The problem I have with government and business Y2K efforts so far is the secrecy. If any eletrical utility would just publish a list of all systems that they've had to fix so far, and what would have happened if they had not fixed them, we would a much better idea of what shape we're in. We would then be able to guess the effects on plants (and countries) that had not done this work. We would also actually be in better shape, since utility workers worldwide could check their own efforts against this list. The same thing is true across industries -- power, water, transport, chemical, etc. Our inability to share information (presumably due to our expensive and unpredictable legal system) has made Y2K a potential disaster.

The large Y2K budgets at various organizations tell me that the problem was indeed large and that many systems had to be fixed. A large effort required virtually guarantees that there are organizations that have failed in their efforts. Competance is simply not that widespread. So despite the secrecy and uncertainty, I feel relatively certain that we are in for a huge mess, at minimum. I remain hopeful (but not at all confident) that the embedded systems problems are not as bad as feared, and that utilities will survive rollover relatively unscathed.

If the various governments involved had been interested in getting any bad news, they could have solved this problem. The regulators in the U.S. could have forced the utilities to disclose the details of their remediation. They could have done a few sample remediations and published the details themselves. They could have handled the legal difficulties of disclosing Y2K defects in supplier equipment.

But we didn't. In two months, we'll know how badly this turns out.

-- Michael Goodfellow (mgoodfel@best.com), November 09, 1999.


Mr. Way,

I'll pose essentially the same question to you that I did to this forum: Are you saying that two or more remediated systems can be happily interfacing and swapping date data before they encounter 2000 dates, and still run into trouble when those dates arrive? If so, why?

-- Thinman (thinman38@hotmail.com), November 09, 1999.


Michael; Wrong on Unix and Dos... Unix seconds since 1970 Dos is since 1980 (as I recall) Dos rolls over, Unix has some time to go before it rolls over, as I recall.

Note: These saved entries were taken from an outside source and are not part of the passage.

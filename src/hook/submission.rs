//! `CommandHookSubmission`: the per-submission data a hooked command buffer carries (§4.6
//! step 4).

use ash::vk;

use crate::descriptor::cow::DescriptorCow;
use crate::handle::{HandleId, Shared};
use crate::hook::record::CommandHookRecord;
use crate::hook::target::CommandPath;

/// Attached to a [`Submission`](crate::submission::batch::Submission) whenever its command
/// buffer was substituted by a hooked one. Carries everything the submission's completion
/// handler needs to populate a [`CommandHookState`](crate::hook::state::CommandHookState): the
/// query pool the re-recording wrote timestamps into, the record that produced this submission's
/// copy buffers/images, and the descriptor snapshot taken at capture time.
#[derive(Debug, Clone)]
pub struct CommandHookSubmission {
    pub query_pool: vk::QueryPool,
    /// Absent for a submission that only carries an always-on acceleration-structure build
    /// capture with no selected command re-recorded into it.
    pub record: Option<Shared<CommandHookRecord>>,
    pub descriptor_snapshot: Option<Shared<DescriptorCow>>,
    pub path: Option<CommandPath>,
    pub match_score: f32,
    /// The acceleration structure this submission's always-on build hook targeted, if any
    /// (§4.6 "Acceleration-structure support"). Independent of `record`/`path`/`match_score`,
    /// which describe the selected-command hook and are absent for an AS-only submission.
    pub accel_structure: Option<HandleId>,
}

impl CommandHookSubmission {
    pub fn for_selected_command(
        query_pool: vk::QueryPool,
        record: Shared<CommandHookRecord>,
        descriptor_snapshot: Option<Shared<DescriptorCow>>,
        path: CommandPath,
        match_score: f32,
    ) -> Self {
        Self {
            query_pool,
            record: Some(record),
            descriptor_snapshot,
            path: Some(path),
            match_score,
            accel_structure: None,
        }
    }

    pub fn for_accel_structure_build(query_pool: vk::QueryPool, accel_structure: HandleId) -> Self {
        Self {
            query_pool,
            record: None,
            descriptor_snapshot: None,
            path: None,
            match_score: 0.0,
            accel_structure: Some(accel_structure),
        }
    }
}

-- (...@.......), November 09, 1999.

Mr. Way--

In point no. 4 you stated:

"...While theoretically exposed during that period, there are other mitigating factors that keep that vulnerability from turning into failures that can break out into the wider world. Consequently the vast majority of such physical/process control systems that underlie the production facilities of our utilities and much of our factory infrastructure are at no or little risk of direct Y2K disruption that will be visible to the wider world. THE LIGHTS WILL NOT GO OUT AT MIDNIGHT..."

Could you explain in detail what those "mitigating factors" are that will prevent those process control systems from being disrupted? This is not clear to me at all.

I can understand how y2k disruption problems in a factory system might not be "visible" to the outside world, however if those questionable "mitigating factors" fail to mitigate I'm almost certain someone will notice that THE LIGHTS HAVE GONE OUT. Factory systems afterall do not buy and sell their products between each other with the immediacy that occurs between electric utilities.

-- curiously concerned (concerned@notconvinced.com), November 09, 1999.



Mr. Way,

You stated, "We do not have to worry about having electric power or phones around rollover, but we do have to worry longer-term about having economically viable power and telephone companies".

Can you please be more specific about the contrast in this statement; I'm unable to follow your reasoning. It could be those meta-blockers I ate.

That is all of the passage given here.